MATERIAL FOR THIS EXERCISE Start Marker
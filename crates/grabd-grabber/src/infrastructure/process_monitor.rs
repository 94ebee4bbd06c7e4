//! The Process-Liveness Monitor.
//!
//! Watches one peer pid and delivers exactly one [`PeerExit`] into the
//! owner's mailbox when that process terminates.  On Linux the wait is a
//! `pidfd` registered with the Tokio reactor, so no thread or timer is spent
//! on it.  Where `pidfd_open` is missing or fails, the monitor polls
//! `kill(pid, 0)` instead.
//!
//! Dropping or stopping the monitor cancels the wait; a notification that was
//! already queued still carries the generation it was started with.

use std::io;
use std::time::Duration;

use grabd_ipc::ChannelId;
use tokio::sync::mpsc;
use tokio::task::JoinHandle;
use tokio::time;
use tracing::{debug, warn};

use crate::application::arbitrator::{PeerExit, PeerWatch};

pub struct ProcessMonitor {
    pid: i32,
    task: Option<JoinHandle<()>>,
}

impl ProcessMonitor {
    /// Starts watching `pid`.  Must be called from within a Tokio runtime.
    pub fn start<E>(
        pid: i32,
        generation: ChannelId,
        poll_interval: Duration,
        events: mpsc::Sender<E>,
    ) -> Self
    where
        E: From<PeerExit> + Send + 'static,
    {
        let task = tokio::spawn(async move {
            wait_for_exit(pid, poll_interval).await;
            debug!(pid, %generation, "watched process exited");
            let _ = events.send(E::from(PeerExit { generation, pid })).await;
        });
        Self {
            pid,
            task: Some(task),
        }
    }

    pub fn pid(&self) -> i32 {
        self.pid
    }

    pub fn is_running(&self) -> bool {
        self.task.as_ref().is_some_and(|t| !t.is_finished())
    }

    /// Cancels the wait.  Idempotent.
    pub fn stop(&mut self) {
        if let Some(task) = self.task.take() {
            task.abort();
        }
    }
}

impl Drop for ProcessMonitor {
    fn drop(&mut self) {
        self.stop();
    }
}

impl PeerWatch for ProcessMonitor {
    fn stop(&mut self) {
        ProcessMonitor::stop(self);
    }
}

async fn wait_for_exit(pid: i32, poll_interval: Duration) {
    if pid <= 0 {
        return;
    }

    #[cfg(target_os = "linux")]
    {
        match pidfd::wait(pid).await {
            Ok(()) => return,
            Err(e) if e.raw_os_error() == Some(libc::ESRCH) => return,
            Err(e) => debug!(pid, error = %e, "pidfd unavailable; polling"),
        }
    }

    let mut ticker = time::interval(poll_interval);
    loop {
        ticker.tick().await;
        match is_alive(pid) {
            Ok(true) => {}
            Ok(false) => return,
            Err(e) => {
                warn!(pid, error = %e, "cannot probe process; treating as exited");
                return;
            }
        }
    }
}

/// `kill(pid, 0)`: `EPERM` still means the process exists.
fn is_alive(pid: i32) -> io::Result<bool> {
    // SAFETY: signal 0 performs only the existence and permission check.
    if unsafe { libc::kill(pid, 0) } == 0 {
        return Ok(true);
    }
    let err = io::Error::last_os_error();
    match err.raw_os_error() {
        Some(libc::ESRCH) => Ok(false),
        Some(libc::EPERM) => Ok(true),
        _ => Err(err),
    }
}

#[cfg(target_os = "linux")]
mod pidfd {
    use std::io;
    use std::os::fd::{FromRawFd, OwnedFd, RawFd};

    use tokio::io::unix::AsyncFd;
    use tokio::io::Interest;

    /// Resolves once `pid` has exited.
    pub(super) async fn wait(pid: i32) -> io::Result<()> {
        let fd = open(pid)?;
        let fd = AsyncFd::with_interest(fd, Interest::READABLE)?;
        let _guard = fd.readable().await?;
        Ok(())
    }

    fn open(pid: i32) -> io::Result<OwnedFd> {
        // SAFETY: pidfd_open takes a pid and flags and returns a new fd or -1.
        let raw = unsafe { libc::syscall(libc::SYS_pidfd_open, pid, 0) };
        if raw < 0 {
            return Err(io::Error::last_os_error());
        }
        // SAFETY: the syscall returned a fresh descriptor that nothing else owns.
        Ok(unsafe { OwnedFd::from_raw_fd(raw as RawFd) })
    }
}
MATERIAL FOR THIS EXERCISE End Marker
# PROMPT:
Please repeat each entry. Keep every word the same.

# OUTPUT:
filename crates/grabd-grabber/src/infrastructure/process_monitor.rs
repository 94ebee4bbd06c7e4
//! The Process-Liveness Monitor.
//!
//! Watches one peer pid and delivers exactly one [`PeerExit`] into the
//! owner's mailbox when that process terminates.  On Linux the wait is a
//! `pidfd` registered with the Tokio reactor, so no thread or timer is spent
//! on it.  Where `pidfd_open` is missing or fails, the monitor polls
//! `kill(pid, 0)` instead.
//!
//! Dropping or stopping the monitor cancels the wait; a notification that was
//! already queued still carries the generation it was started with.

use std::io;
use std::time::Duration;

use grabd_ipc::ChannelId;
use tokio::sync::mpsc;
use tokio::task::JoinHandle;
use tokio::time;
use tracing::{debug, warn};

use crate::application::arbitrator::{PeerExit, PeerWatch};

pub struct ProcessMonitor {
    pid: i32,
    task: Option<JoinHandle<()>>,
}

impl ProcessMonitor {
    /// Starts watching `pid`.  Must be called from within a Tokio runtime.
    pub fn start<E>(
        pid: i32,
        generation: ChannelId,
        poll_interval: Duration,
        events: mpsc::Sender<E>,
    ) -> Self
    where
        E: From<PeerExit> + Send + 'static,
    {
        let task = tokio::spawn(async move {
            wait_for_exit(pid, poll_interval).await;
            debug!(pid, %generation, "watched process exited");
            let _ = events.send(E::from(PeerExit { generation, pid })).await;
        });
        Self {
            pid,
            task: Some(task),
        }
    }

    pub fn pid(&self) -> i32 {
        self.pid
    }

    pub fn is_running(&self) -> bool {
        self.task.as_ref().is_some_and(|t| !t.is_finished())
    }

    /// Cancels the wait.  Idempotent.
    pub fn stop(&mut self) {
        if let Some(task) = self.task.take() {
            task.abort();
        }
    }
}

impl Drop for ProcessMonitor {
    fn drop(&mut self) {
        self.stop();
    }
}

impl PeerWatch for ProcessMonitor {
    fn stop(&mut self) {
        ProcessMonitor::stop(self);
    }
}

async fn wait_for_exit(pid: i32, poll_interval: Duration) {
    if pid <= 0 {
        return;
    }

    #[cfg(target_os = "linux")]
    {
        match pidfd::wait(pid).await {
            Ok(()) => return,
            Err(e) if e.raw_os_error() == Some(libc::ESRCH) => return,
            Err(e) => debug!(pid, error = %e, "pidfd unavailable; polling"),
        }
    }

    let mut ticker = time::interval(poll_interval);
    loop {
        ticker.tick().await;
        match is_alive(pid) {
            Ok(true) => {}
            Ok(false) => return,
            Err(e) => {
                warn!(pid, error = %e, "cannot probe process; treating as exited");
                return;
            }
        }
    }
}

/// `kill(pid, 0)`: `EPERM` still means the process exists.
fn is_alive(pid: i32) -> io::Result<bool> {
    // SAFETY: signal 0 performs only the existence and permission check.
    if unsafe { libc::kill(pid, 0) } == 0 {
        return Ok(true);
    }
    let err = io::Error::last_os_error();
    match err.raw_os_error() {
        Some(libc::ESRCH) => Ok(false),
        Some(libc::EPERM) => Ok(true),
        _ => Err(err),
    }
}

#[cfg(target_os = "linux")]
mod pidfd {
    use std::io;
    use std::os::fd::{FromRawFd, OwnedFd, RawFd};

    use tokio::io::unix::AsyncFd;
    use tokio::io::Interest;

    /// Resolves once `pid` has exited.
    pub(super) async fn wait(pid: i32) -> io::Result<()> {
        let fd = open(pid)?;
        let fd = AsyncFd::with_interest(fd, Interest::READABLE)?;
        let _guard = fd.readable().await?;
        Ok(())
    }

    fn open(pid: i32) -> io::Result<OwnedFd> {
        // SAFETY: pidfd_open takes a pid and flags and returns a new fd or -1.
        let raw = unsafe { libc::syscall(libc::SYS_pidfd_open, pid, 0) };
        if raw < 0 {
            return Err(io::Error::last_os_error());
        }
        // SAFETY: the syscall returned a fresh descriptor that nothing else owns.
        Ok(unsafe { OwnedFd::from_raw_fd(raw as RawFd) })
    }
}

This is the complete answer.